A landmark framework agreement between the federal government and Whitecap Dakota First Nation is moving the community towards becoming a treaty territory.
Crown-Indigenous Relations Minister Carolyn Bennett joined Chief Darcy Bear for a signing ceremony at the Dakota Dunes Golf Links clubhouse Monday morning.
Bear told reporters a treaty between Whitecap Dakota and Ottawa would allow for more self-governance and allow the community to buy land outside its boundaries.
“It would enable us to eliminate 25 per cent of the Indian Act. We could now make decisions on our land and move at the speed of business,” he said.
The agreement launches a negotiation process where the Whitecap Dakota community will provide a list of issues they want the treaty to address. Bennett would then take the list to the federal cabinet and receive a mandate to formally offer a treaty to the First Nation.
“This is the way that partners deal with one another, as opposed to the rather tilted power differential that existed for way too long,” the minister said.
Whitecap Dakota First Nation is currently excluded from the treaties signed in Saskatchewan. Chief Whitecap was present at discussions in the 1870s for Treaty 4 and Treaty 6, but wasn’t acknowledged as a signatory.
The treaties give members of other First Nations expanded land rights and other privileges not available to Whitecap Dakota residents.
Chief Bear noted those under treaty are granted 128 acres of land per resident, while Whitecap Dakota is currently allotted 16 acres per capita.
He added treaty women who marry Whitecap Dakota men currently lose their treaty rights, and are instead included in the First Nation’s status register.
“This is about parity,” he said.
Bear mentioned the potential to buy land in Saskatoon’s city limits in the future, so they can begin building an “urban presence” for the community.
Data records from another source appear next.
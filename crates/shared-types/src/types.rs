use std::fmt;

use serde::{Deserialize, Serialize};

/// A DOCX document after text extraction
#[derive(Debug, Clone, PartialEq, Serialize, Deserialize)]
pub struct Document {
    pub source: String,
    pub paragraphs: Vec<String>, // Body paragraphs, table rows flattened in place
    /// Page header lines. They satisfy required-text rules but are never
    /// classified or flagged, since flag locations index `paragraphs`.
    pub headers: Vec<String>,
    pub table_count: usize,
    pub properties: DocumentProperties,
}

impl Document {
    /// Paragraph text joined with newlines, the form the classifier scans
    pub fn full_text(&self) -> String {
        self.paragraphs.join("\n")
    }

    pub fn paragraph_count(&self) -> usize {
        self.paragraphs.len()
    }

    pub fn word_count(&self) -> usize {
        self.paragraphs
            .iter()
            .map(|p| p.split_whitespace().count())
            .sum()
    }
}

/// Core properties from `docProps/core.xml`
#[derive(Debug, Clone, Default, PartialEq, Eq, Serialize, Deserialize)]
pub struct DocumentProperties {
    pub title: Option<String>,
    pub author: Option<String>,
    pub created: Option<String>,
    pub modified: Option<String>,
}

/// ADGM document types recognised by the classifier
#[derive(Debug, Clone, Copy, PartialEq, Eq, Hash, Serialize, Deserialize)]
#[serde(rename_all = "snake_case")]
pub enum DocumentType {
    ArticlesOfAssociation,
    MemorandumOfAssociation,
    BoardResolution,
    ShareholderResolution,
    IncorporationForm,
    UboDeclaration,
    RegisterMembersDirectors,
    EmploymentContract,
    CommercialAgreement,
    CompliancePolicy,
}

impl DocumentType {
    pub const ALL: [DocumentType; 10] = [
        DocumentType::ArticlesOfAssociation,
        DocumentType::MemorandumOfAssociation,
        DocumentType::BoardResolution,
        DocumentType::ShareholderResolution,
        DocumentType::IncorporationForm,
        DocumentType::UboDeclaration,
        DocumentType::RegisterMembersDirectors,
        DocumentType::EmploymentContract,
        DocumentType::CommercialAgreement,
        DocumentType::CompliancePolicy,
    ];

    /// Stable snake_case key used in reports and rule books
    pub fn key(&self) -> &'static str {
        match self {
            DocumentType::ArticlesOfAssociation => "articles_of_association",
            DocumentType::MemorandumOfAssociation => "memorandum_of_association",
            DocumentType::BoardResolution => "board_resolution",
            DocumentType::ShareholderResolution => "shareholder_resolution",
            DocumentType::IncorporationForm => "incorporation_form",
            DocumentType::UboDeclaration => "ubo_declaration",
            DocumentType::RegisterMembersDirectors => "register_members_directors",
            DocumentType::EmploymentContract => "employment_contract",
            DocumentType::CommercialAgreement => "commercial_agreement",
            DocumentType::CompliancePolicy => "compliance_policy",
        }
    }

    /// Human-readable name
    pub fn display_name(&self) -> &'static str {
        match self {
            DocumentType::ArticlesOfAssociation => "Articles of Association",
            DocumentType::MemorandumOfAssociation => "Memorandum of Association",
            DocumentType::BoardResolution => "Board Resolution",
            DocumentType::ShareholderResolution => "Shareholder Resolution",
            DocumentType::IncorporationForm => "Incorporation Application Form",
            DocumentType::UboDeclaration => "UBO Declaration Form",
            DocumentType::RegisterMembersDirectors => "Register of Members and Directors",
            DocumentType::EmploymentContract => "Employment Contract",
            DocumentType::CommercialAgreement => "Commercial Agreement",
            DocumentType::CompliancePolicy => "Compliance Policy Document",
        }
    }

    pub fn from_key(key: &str) -> Option<DocumentType> {
        Self::ALL.into_iter().find(|t| t.key() == key)
    }
}

impl fmt::Display for DocumentType {
    fn fmt(&self, f: &mut fmt::Formatter<'_>) -> fmt::Result {
        f.write_str(self.key())
    }
}

/// Outcome of classifying a document. `Unclassified` is a valid result,
/// not an error, and carries zero confidence.
#[derive(Debug, Clone, PartialEq, Serialize, Deserialize)]
#[serde(tag = "status", rename_all = "snake_case")]
pub enum Classification {
    Classified {
        document_type: DocumentType,
        confidence: f64,
        matched_phrases: Vec<String>,
    },
    Unclassified,
}

impl Classification {
    pub fn document_type(&self) -> Option<DocumentType> {
        match self {
            Classification::Classified { document_type, .. } => Some(*document_type),
            Classification::Unclassified => None,
        }
    }

    pub fn confidence(&self) -> f64 {
        match self {
            Classification::Classified { confidence, .. } => *confidence,
            Classification::Unclassified => 0.0,
        }
    }
}

#[derive(Debug, Clone, Copy, PartialEq, Eq, Hash, Serialize, Deserialize)]
#[serde(rename_all = "lowercase")]
pub enum Severity {
    High,
    Medium,
    Low,
}

impl Severity {
    /// Severities from most to least severe
    pub const DESCENDING: [Severity; 3] = [Severity::High, Severity::Medium, Severity::Low];

    /// Higher rank means more severe
    pub fn rank(&self) -> u8 {
        match self {
            Severity::High => 2,
            Severity::Medium => 1,
            Severity::Low => 0,
        }
    }

    pub fn label(&self) -> &'static str {
        match self {
            Severity::High => "high",
            Severity::Medium => "medium",
            Severity::Low => "low",
        }
    }
}

#[derive(Debug, Clone, PartialEq, Eq, Serialize, Deserialize)]
pub struct FlagLocation {
    pub paragraph: usize, // Zero-based index into Document::paragraphs
    pub snippet: String,
}

/// A detected compliance issue
#[derive(Debug, Clone, PartialEq, Eq, Serialize, Deserialize)]
pub struct RedFlag {
    pub rule_id: String, // e.g., "jurisdiction_issues"
    pub severity: Severity,
    pub description: String,
    pub suggestion: String,
    pub document: String,
    pub location: Option<FlagLocation>, // None when the finding is an absence
}

/// Why a document could not be analysed
#[derive(Debug, Clone, Copy, PartialEq, Eq, Serialize, Deserialize)]
#[serde(rename_all = "snake_case")]
pub enum FailureKind {
    UnreadableDocument,
    EmptyDocument,
}

#[derive(Debug, Clone, PartialEq, Eq, Serialize, Deserialize)]
pub struct DocumentFailure {
    pub kind: FailureKind,
    pub message: String,
}

/// Per-document entry of an analysis run
#[derive(Debug, Clone, PartialEq, Serialize, Deserialize)]
#[serde(tag = "status", rename_all = "snake_case")]
pub enum DocumentReport {
    Analyzed {
        source: String,
        classification: Classification,
        word_count: usize,
        paragraph_count: usize,
        table_count: usize,
        red_flags: Vec<RedFlag>,
    },
    Failed {
        source: String,
        error: DocumentFailure,
    },
}

impl DocumentReport {
    pub fn source(&self) -> &str {
        match self {
            DocumentReport::Analyzed { source, .. } | DocumentReport::Failed { source, .. } => {
                source
            }
        }
    }

    pub fn red_flags(&self) -> &[RedFlag] {
        match self {
            DocumentReport::Analyzed { red_flags, .. } => red_flags,
            DocumentReport::Failed { .. } => &[],
        }
    }

    pub fn document_type(&self) -> Option<DocumentType> {
        match self {
            DocumentReport::Analyzed { classification, .. } => classification.document_type(),
            DocumentReport::Failed { .. } => None,
        }
    }
}

#[derive(Debug, Clone, Copy, PartialEq, Eq, Serialize, Deserialize)]
#[serde(rename_all = "snake_case")]
pub enum OverallStatus {
    Compliant,
    RequiresAttention,
    NonCompliant,
}

impl OverallStatus {
    pub fn label(&self) -> &'static str {
        match self {
            OverallStatus::Compliant => "compliant",
            OverallStatus::RequiresAttention => "requires_attention",
            OverallStatus::NonCompliant => "non_compliant",
        }
    }
}

#[derive(Debug, Clone, Copy, Default, PartialEq, Eq, Serialize, Deserialize)]
pub struct SeverityCounts {
    pub high: usize,
    pub medium: usize,
    pub low: usize,
}

impl SeverityCounts {
    pub fn tally<'a>(flags: impl IntoIterator<Item = &'a RedFlag>) -> Self {
        let mut counts = SeverityCounts::default();
        for flag in flags {
            match flag.severity {
                Severity::High => counts.high += 1,
                Severity::Medium => counts.medium += 1,
                Severity::Low => counts.low += 1,
            }
        }
        counts
    }

    pub fn total(&self) -> usize {
        self.high + self.medium + self.low
    }
}

/// Aggregated outcome of checking a batch of documents against a process
#[derive(Debug, Clone, PartialEq, Serialize, Deserialize)]
pub struct ProcessResult {
    pub process_key: String,
    pub process_name: String,
    pub overall_status: OverallStatus,
    pub completion_percentage: f64, // Unrounded; reports round to one decimal
    pub required_documents: Vec<DocumentType>,
    pub present_documents: Vec<DocumentType>,
    pub missing_documents: Vec<DocumentType>,
    pub red_flags: Vec<RedFlag>, // Per-document order, then input order
    pub severity_counts: SeverityCounts,
    pub documents: Vec<DocumentReport>,
    pub recommendations: Vec<String>,
}

impl ProcessResult {
    pub fn high_severity_issues(&self) -> usize {
        self.severity_counts.high
    }

    pub fn failed_documents(&self) -> impl Iterator<Item = &DocumentReport> {
        self.documents
            .iter()
            .filter(|d| matches!(d, DocumentReport::Failed { .. }))
    }
}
He said a treaty would also help the First Nation catch up with surrounding population centres in terms of economic expansion.
“When we’re doing well, everyone is doing well,” he said.
Whitecap Dakota now joins approximately 50 other Indigenous communities that have opened similar negotiations with the federal government nationwide.
“This is the next step toward self-determination,” Bennett said. “That’s the path we’re marking today.”
Whitecap Dakota First Nation is located 30 kilometres south of Saskatoon.